Reputation: 67
For reasons of my work, using ZeroMQ REQ/REP
pattern, I decided to make the replier work of the server in a different thread from the principal. The code that I'm going to show summarize that approach:
import time
import zmq
import threading
def make_work(context):
socket = context.socket(zmq.REP)
socket.bind("tcp://*:5555")
message = socket.recv()
print("Received request: %s" % message)
#Do some 'work'
time.sleep(1)
#Send reply back to client
socket.send(b"World")
socket.close()
context = zmq.Context()
thr = None
while True:
if not thr or not thr.is_alive():
thr = threading.Thread(target = make_work, args = (context, ) )
thr.start()
I modified the hello world example of the pyzmq guide. So, my problem is that when I run the hello world client from the doc made by Pieter Hintjens, the expected behavior is : for each thread that I'm creating, the replier socket that I open, sends the answer to the client, but the real behavior is, that after the first thread, both sides of the connection blocks.

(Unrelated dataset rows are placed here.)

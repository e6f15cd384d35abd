//! Entity references.
//!
//! Each ref type is a thin `u32` wrapper providing type-safe indexing
//! into `PrimaryMap` storage in `IrContext`. Refs stay valid across every
//! surgery step; only the data they point at moves.

use cranelift_entity::entity_impl;

/// Reference to an operation in the arena.
#[derive(Clone, Copy, PartialEq, Eq, Hash, PartialOrd, Ord)]
pub struct OpRef(u32);
entity_impl!(OpRef, "op");

/// Reference to an SSA value in the arena.
#[derive(Clone, Copy, PartialEq, Eq, Hash, PartialOrd, Ord)]
pub struct ValueRef(u32);
entity_impl!(ValueRef, "v");

/// Reference to a basic block in the arena.
#[derive(Clone, Copy, PartialEq, Eq, Hash, PartialOrd, Ord)]
pub struct BlockRef(u32);
entity_impl!(BlockRef, "block");

/// Reference to a region (list of blocks) in the arena.
#[derive(Clone, Copy, PartialEq, Eq, Hash, PartialOrd, Ord)]
pub struct RegionRef(u32);
entity_impl!(RegionRef, "region");

/// Reference to an interned type in the arena.
#[derive(Clone, Copy, PartialEq, Eq, Hash, PartialOrd, Ord)]
pub struct TypeRef(u32);
entity_impl!(TypeRef, "ty");

/// Reference to an interned path string in the arena.
#[derive(Clone, Copy, PartialEq, Eq, Hash, PartialOrd, Ord)]
pub struct PathRef(u32);
entity_impl!(PathRef, "path");
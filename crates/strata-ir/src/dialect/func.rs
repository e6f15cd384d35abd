//! `func` dialect: function definitions and returns.

use super::{ATTR_SYM_NAME, ATTR_TYPE, attr};
use crate::context::{IrContext, OperationDataBuilder};
use crate::location::Location;
use crate::ops::{Arity, OpShape};
use crate::refs::{BlockRef, RegionRef, TypeRef, ValueRef};
use crate::symbol::Symbol;
use crate::types::Attribute;

crate::define_op! {
    /// `func.func`: a named function owning one body region.
    pub struct Func = "func"."func", OpShape {
        regions: Arity::Exact(1),
        ..OpShape::NULLARY
    };
}

crate::define_op! {
    /// `func.return`: leaves the function with zero or more values.
    pub struct Return = "func"."return", OpShape {
        operands: Arity::AtLeast(0),
        ..OpShape::NULLARY
    };
}

/// Create a detached `func.func` owning `body`.
pub fn func(
    ctx: &mut IrContext,
    location: Location,
    name: Symbol,
    ty: TypeRef,
    body: RegionRef,
) -> Func {
    let data = OperationDataBuilder::new(location, Symbol::new("func"), Symbol::new("func"))
        .attr(ATTR_SYM_NAME(), Attribute::Symbol(name))
        .attr(ATTR_TYPE(), Attribute::Type(ty))
        .region(body)
        .build(ctx);
    Func(ctx.create_op(data))
}

pub fn r#return(
    ctx: &mut IrContext,
    location: Location,
    values: impl IntoIterator<Item = ValueRef>,
) -> Return {
    let data = OperationDataBuilder::new(location, Symbol::new("func"), Symbol::new("return"))
        .operands(values)
        .build(ctx);
    Return(ctx.create_op(data))
}

impl Func {
    pub fn body(self, ctx: &IrContext) -> RegionRef {
        ctx.op(self.0).regions[0]
    }

    pub fn entry_block(self, ctx: &IrContext) -> Option<BlockRef> {
        ctx.region_entry(self.body(ctx))
    }

    /// Function name; functions built without `sym_name` report `<anonymous>`.
    pub fn sym_name(self, ctx: &IrContext) -> Symbol {
        attr(ctx, self.0, ATTR_SYM_NAME())
            .and_then(Attribute::as_symbol)
            .unwrap_or_else(|| Symbol::new("<anonymous>"))
    }

    pub fn ty(self, ctx: &IrContext) -> Option<TypeRef> {
        match attr(ctx, self.0, ATTR_TYPE()) {
            Some(Attribute::Type(ty)) => Some(*ty),
            _ => None,
        }
    }
}

impl Return {
    pub fn values(self, ctx: &IrContext) -> &[ValueRef] {
        ctx.op_operands(self.0)
    }
}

If I make a poll in the client side, and retry to send, it's success, but this is not that I want. It is possible a successful receive in the server side, in the new thread?
Upvotes: 2
Views: 181
Reputation: 1
Q : It is possible a successful receive in the server side, in the new thread?
Yes, it is.
Your half of the code ( client still invisible ) suffers from very low efficiency. It takes some time to create + setup + self-establish a distributed-computing infrastructure ( re-instantiate a Socket
-instance, configure its local side, ask O/S to provide a port for .bind()
, wait for others to successfully detect a presence of a new counterparty to .connect()
and actually do a .connect()
to setup and negotiate a ling there and back ...), all that done for but a one message and .close()
?
Well, if one wishes.
Smart systems re-use resources without paying twice, the less many times, for what has already been paid for.
Plus, your infinite-loop "re-instated" thread takes additional side-effects you do not see from the code. Besides all the above sketched systematic ( yet each call re-repeated ) delays, there is one more, potentially forever blocking delay - the zmq.LINGER
- a secret blocker.
Early versions of the ZeroMQ API worked with a default of zmq.LINGER == -1
- being able to block inifitely long on the .close()
method. More recent versions, the v4.3-stable for sure, use a zmq.LINGER
default of 1000 [ms]
.
Anyway, a professional distributed-computing design explicitly controls the instance parameters and sets the .setsockopt( zmq.LINGER, 0 )
for safety purposes always and without exception.